WORK TASK: Your answer must be a single number: the count of lines in the records below that include the string "reverse".
** INFORMATION follows **
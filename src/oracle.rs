//! Reference implementations used to cross-check the production kernel.
//!
//! Nothing in this module is a production path. [`hinge_loss_naive`] is the
//! looped form of the loss, slow but transparently correct, and
//! [`hinge_loss_autodiff`] rebuilds the identical scalar loss out of the
//! crate's differentiable primitives and recovers the weight gradient by
//! running their backward closures in reverse. Both exist so the vectorized
//! kernel in [`crate::backprop::hinge_loss`] has independent oracles to agree
//! with, alongside the finite-difference check in [`numerical_gradient`].
//!
//! The oracles are deliberately single-threaded.

use crate::backprop::{matmul, relu};
use crate::tensors::{Ten64, Tensor, WithGrad};

/// Multiclass hinge loss and weight gradient, naive looped form.
///
/// Walks every example and every class with plain nested loops, accumulating
/// margin violations into the loss and `±X[i]` contributions into the
/// gradient. Loss and gradient are both averaged over the batch, then the
/// regularization term `reg·ΣW²` and its gradient `2·reg·W` are added.
///
/// # Panics
/// Panics on shape mismatch between `w`, `x`, and `y`, or on an out-of-range
/// label.
pub fn hinge_loss_naive(w: &Ten64, x: &Ten64, y: &Tensor<usize>, reg: f64) -> (f64, Ten64) {
    let n = x.shape[0];
    let d = x.shape[1];
    let c = w.shape[1];
    assert_eq!(d, w.shape[0], "hinge_loss feature dimension mismatch");
    assert_eq!(y.shape, vec![n], "hinge_loss label count mismatch");

    let mut loss = 0.0;
    let mut dw = vec![0.0f64; d * c];

    for i in 0..n {
        let xi = &x.data[i * d..(i + 1) * d];
        let yi = y.data[i];
        assert!(yi < c, "hinge_loss label out of range");

        let mut scores = vec![0.0f64; c];
        for (l, &xv) in xi.iter().enumerate() {
            for (j, s) in scores.iter_mut().enumerate() {
                *s += xv * w.data[l * c + j];
            }
        }

        let correct = scores[yi];
        for (j, &s) in scores.iter().enumerate() {
            if j == yi {
                continue;
            }
            let margin = s - correct + 1.0;
            if margin > 0.0 {
                loss += margin;
                for (l, &xv) in xi.iter().enumerate() {
                    dw[l * c + j] += xv;
                    dw[l * c + yi] -= xv;
                }
            }
        }
    }

    loss /= n as f64;
    loss += reg * w.data.iter().map(|v| v * v).sum::<f64>();
    for (g, &wv) in dw.iter_mut().zip(&w.data) {
        *g = *g / n as f64 + 2.0 * reg * wv;
    }

    (loss, Tensor::new(vec![d, c], dw))
}

/// Multiclass hinge loss and weight gradient via reverse-mode differentiation.
///
/// Builds the loss as a chain of differentiable ops — `scores = X·W`, per-row
/// margin shift, [`relu`] clip, batch mean — and then calls each op's backward
/// closure in reverse order with the upstream gradient, exactly the way a
/// training loop would. The regularization gradient enters at the root, since
/// `reg·ΣW²` attaches to `W` directly rather than flowing through the chain.
///
/// The row's own class has margin exactly `1`, which the clip passes through
/// unchanged; its score gradient cancels structurally in the margin backward
/// (`δ_jk − δ_k,y` sums to zero over the row), so no special casing is needed.
///
/// # Panics
/// Panics on shape mismatch or out-of-range labels, surfaced by the ops in
/// the chain.
pub fn hinge_loss_autodiff(w: &Ten64, x: &Ten64, y: &Tensor<usize>, reg: f64) -> (f64, Ten64) {
    let xg = WithGrad::new(x.clone());
    let wg = WithGrad::new(w.clone());

    let (scores, back_scores) = matmul(&xg, &wg);
    let (shifted, back_margins) = margins(&scores, y);
    let mg = WithGrad::new(shifted);
    let (clipped, back_clip) = relu(&mg);
    let (data_loss, back_mean) = batch_mean(&clipped);

    let loss = data_loss + reg * w.data.iter().map(|v| v * v).sum::<f64>();

    let dclipped = back_mean(1.0);
    let dmargins = back_clip(&dclipped);
    let dscores = back_margins(&dmargins);
    let (_dx, mut dw) = back_scores(&dscores);
    for (g, &wv) in dw.data.iter_mut().zip(&w.data) {
        *g += 2.0 * reg * wv;
    }

    (loss, dw)
}

/// Margin shift: `m[i][j] = s[i][j] − s[i][y[i]] + 1`.
///
/// Backward: `ds[i][k] = dm[i][k] − δ_{k,y[i]} · Σ_j dm[i][j]`.
fn margins(scores: &Ten64, y: &Tensor<usize>) -> (Ten64, impl Fn(&Ten64) -> Ten64) {
    let n = scores.shape[0];
    let c = scores.shape[1];
    assert_eq!(y.shape, vec![n], "margins label count mismatch");

    let mut out = vec![0.0f64; n * c];
    for i in 0..n {
        let srow = &scores.data[i * c..(i + 1) * c];
        let correct = srow[y.data[i]];
        for (j, m) in out[i * c..(i + 1) * c].iter_mut().enumerate() {
            *m = srow[j] - correct + 1.0;
        }
    }

    let labels = y.data.clone();
    let back = move |grad: &Ten64| {
        let mut ds = grad.data.clone();
        for (i, &yi) in labels.iter().enumerate() {
            let row_sum: f64 = grad.data[i * c..(i + 1) * c].iter().sum();
            ds[i * c + yi] -= row_sum;
        }
        Tensor::new(vec![n, c], ds)
    };

    (Tensor::new(vec![n, c], out), back)
}

/// Batch mean of clipped margins, less each row's constant self term.
///
/// Backward spreads the upstream scalar uniformly: `d/d(clipped[i][j]) = 1/n`.
fn batch_mean(clipped: &Ten64) -> (f64, impl Fn(f64) -> Ten64) {
    let n = clipped.shape[0];
    let c = clipped.shape[1];

    // every row carries a spurious +1 from its own class
    let total: f64 = clipped.data.iter().sum();
    let loss = (total - n as f64) / n as f64;

    let back = move |grad_output: f64| {
        Tensor::new(vec![n, c], vec![grad_output / n as f64; n * c])
    };

    (loss, back)
}

/// Central finite-difference gradient of a scalar function of a tensor.
///
/// Probes every entry of `w` at `±h` and returns `(f(w+h) − f(w−h)) / 2h`
/// entry-wise. `h` around `1e-5` balances truncation against cancellation for
/// inputs of order one.
pub fn numerical_gradient<F>(f: F, w: &Ten64, h: f64) -> Ten64
where
    F: Fn(&Ten64) -> f64,
{
    let mut probe = w.clone();
    let mut grad = vec![0.0f64; w.data.len()];

    for (idx, g) in grad.iter_mut().enumerate() {
        let orig = probe.data[idx];
        probe.data[idx] = orig + h;
        let up = f(&probe);
        probe.data[idx] = orig - h;
        let down = f(&probe);
        probe.data[idx] = orig;
        *g = (up - down) / (2.0 * h);
    }

    Tensor::new(w.shape.clone(), grad)
}
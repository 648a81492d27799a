//! margin_ai: a minimal multiclass hinge (structured SVM) loss engine in Rust.
//!
//! Computes the structured SVM loss and its gradient with respect to a linear
//! classifier's weight matrix, given a minibatch of feature vectors and
//! integer labels, with a focus on explicit shapes and cross-checkable
//! gradients.
//!
//! # Features
//!
//! - Strongly typed dense tensors with runtime shape enforcement.
//! - A vectorized, rayon-parallel loss/gradient kernel with manual
//!   backpropagation closures.
//! - Independent reference paths — a naive looped oracle, a reverse-mode
//!   autodiff oracle built from the same primitives, and a finite-difference
//!   checker — so the hand-derived gradient never has to be taken on faith.
//!
//! # Goals
//!
//! - Prioritize correctness, explicitness, and determinism over black-box
//!   abstraction.
//! - Keep every call pure: no state survives a single loss/gradient
//!   evaluation.
//!
//! # Modules
//!
//! - [`tensors`] — Core tensor data structures.
//! - [`backprop`] — Differentiable operations and autograd utilities.
//! - [`oracle`] — Reference implementations for cross-checking gradients.
//! - [`approx`] — Tolerance-tiered float comparison for tests.
//!
//! # Example
//!
//! ```rust
//! use margin_ai::backprop::hinge_loss;
//! use margin_ai::{tensor, tensors::{Tensor, WithGrad}};
//!
//! let w = WithGrad::new(Tensor::zeros(vec![2, 3]));
//! let x = tensor!([[0.5, -1.0], [2.0, 1.0]]);
//! let y = Tensor::new(vec![2], vec![0usize, 2]);
//!
//! let (loss, back) = hinge_loss(&w, &x, &y, 0.0);
//! assert_eq!(loss, 2.0); // zero weights: every incorrect margin is exactly 1
//! let dw = back(1.0);
//! assert_eq!(dw.shape, vec![2, 3]);
//! ```

pub mod approx;
pub mod backprop;
pub mod oracle;
pub mod tensors;

mod ops;
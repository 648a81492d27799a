use margin_ai::backprop::{hinge_loss, matmul, relu, sgd};
use margin_ai::tensor;
use margin_ai::tensors::{Tensor, WithGrad};

#[test]
fn test_tensor_shape_mismatch_panics() {
    let result = std::panic::catch_unwind(|| {
        Tensor::new(vec![2, 2], vec![1.0, 2.0, 3.0]);
    });
    assert!(result.is_err());
}

#[test]
fn test_tensor_macro() {
    let t = tensor!([[1.0, 2.0], [3.0, 4.0]]);
    assert_eq!(t.shape, vec![2, 2]);
    assert_eq!(t.data, vec![1.0, 2.0, 3.0, 4.0]);
}

#[test]
fn test_tensor_zeros_and_update() {
    let mut t = Tensor::<f64>::zeros(vec![2, 3]);
    assert_eq!(t.shape, vec![2, 3]);
    assert_eq!(t.data, vec![0.0; 6]);

    t.update(Tensor::new(vec![2, 3], vec![1.0; 6]));
    assert_eq!(t.data, vec![1.0; 6]);
}

#[test]
fn test_matmul_backprop() {
    let a = WithGrad::new(tensor!([[1.0, 2.0, 3.0], [4.0, 5.0, 6.0]]));
    let b = WithGrad::new(tensor!([[7.0, 8.0], [9.0, 10.0], [11.0, 12.0]]));

    let (out, back) = matmul(&a, &b);
    assert_eq!(out.shape, vec![2, 2]);
    assert_eq!(out.data, vec![58.0, 64.0, 139.0, 154.0]);

    let (da, db) = back(&tensor!([[1.0, 1.0], [1.0, 1.0]]));
    assert_eq!(da.shape, vec![2, 3]);
    assert_eq!(da.data, vec![15.0, 19.0, 23.0, 15.0, 19.0, 23.0]);
    assert_eq!(db.shape, vec![3, 2]);
    assert_eq!(db.data, vec![5.0, 5.0, 7.0, 7.0, 9.0, 9.0]);
}

#[test]
fn test_relu_backprop() {
    let input = WithGrad::new(Tensor::new(vec![3], vec![-1.0, 0.0, 2.0]));
    let (out, back) = relu(&input);
    assert_eq!(out.data, vec![0.0, 0.0, 2.0]);

    let grad_in = back(&Tensor::new(vec![3], vec![1.0, 1.0, 1.0]));
    assert_eq!(grad_in.data, vec![0.0, 0.0, 1.0]);
}

#[test]
fn test_sgd() {
    let mut w = WithGrad {
        value: Tensor::new(vec![2], vec![1.0, 2.0]),
        grad: Tensor::new(vec![2], vec![0.1, 0.2]),
    };
    sgd(&mut w, 0.5);
    assert_eq!(w.value.data, vec![0.95, 1.9]);
    assert_eq!(w.grad.data, vec![0.0, 0.0]);
}

#[test]
fn test_hinge_loss_zero_weights() {
    // all-zero weights: every incorrect margin is exactly 1, so each row
    // contributes C - 1 and the gradient is a pure function of X
    let w = WithGrad::new(Tensor::zeros(vec![2, 3]));
    let x = tensor!([[1.0, 2.0], [-1.0, 0.0]]);
    let y = Tensor::new(vec![2], vec![0usize, 1]);

    let (loss, back) = hinge_loss(&w, &x, &y, 0.0);
    assert_eq!(loss, 2.0);

    let dw = back(1.0);
    assert_eq!(dw.shape, vec![2, 3]);
    assert_eq!(dw.data, vec![-1.5, 1.5, 0.0, -2.0, 1.0, 1.0]);
}

#[test]
fn test_hinge_loss_backward_scales_with_upstream_gradient() {
    let w = WithGrad::new(Tensor::zeros(vec![2, 3]));
    let x = tensor!([[1.0, 2.0]]);
    let y = Tensor::new(vec![1], vec![0usize]);

    let (_, back) = hinge_loss(&w, &x, &y, 0.0);
    assert_eq!(back(1.0).data, vec![-2.0, 1.0, 1.0, -4.0, 2.0, 2.0]);
    assert_eq!(back(0.5).data, vec![-1.0, 0.5, 0.5, -2.0, 1.0, 1.0]);
}

#[test]
fn test_hinge_loss_rejects_feature_mismatch() {
    let result = std::panic::catch_unwind(|| {
        let w = WithGrad::new(Tensor::zeros(vec![3, 4]));
        let x = tensor!([[1.0, 2.0]]);
        let y = Tensor::new(vec![1], vec![0usize]);
        hinge_loss(&w, &x, &y, 0.0);
    });
    assert!(result.is_err());
}

#[test]
fn test_hinge_loss_rejects_label_count_mismatch() {
    let result = std::panic::catch_unwind(|| {
        let w = WithGrad::new(Tensor::zeros(vec![2, 4]));
        let x = tensor!([[1.0, 2.0], [3.0, 4.0]]);
        let y = Tensor::new(vec![1], vec![0usize]);
        hinge_loss(&w, &x, &y, 0.0);
    });
    assert!(result.is_err());
}

#[test]
fn test_hinge_loss_rejects_out_of_range_label() {
    let result = std::panic::catch_unwind(|| {
        let w = WithGrad::new(Tensor::zeros(vec![2, 4]));
        let x = tensor!([[1.0, 2.0]]);
        let y = Tensor::new(vec![1], vec![4usize]);
        hinge_loss(&w, &x, &y, 0.0);
    });
    assert!(result.is_err());
}

#[test]
fn test_matmul_rejects_inner_dimension_mismatch() {
    let result = std::panic::catch_unwind(|| {
        let a = WithGrad::new(tensor!([[1.0, 2.0]]));
        let b = WithGrad::new(tensor!([[1.0, 2.0]]));
        matmul(&a, &b);
    });
    assert!(result.is_err());
}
** End of INFORMATION **
COMPLETED EXERCISE: 4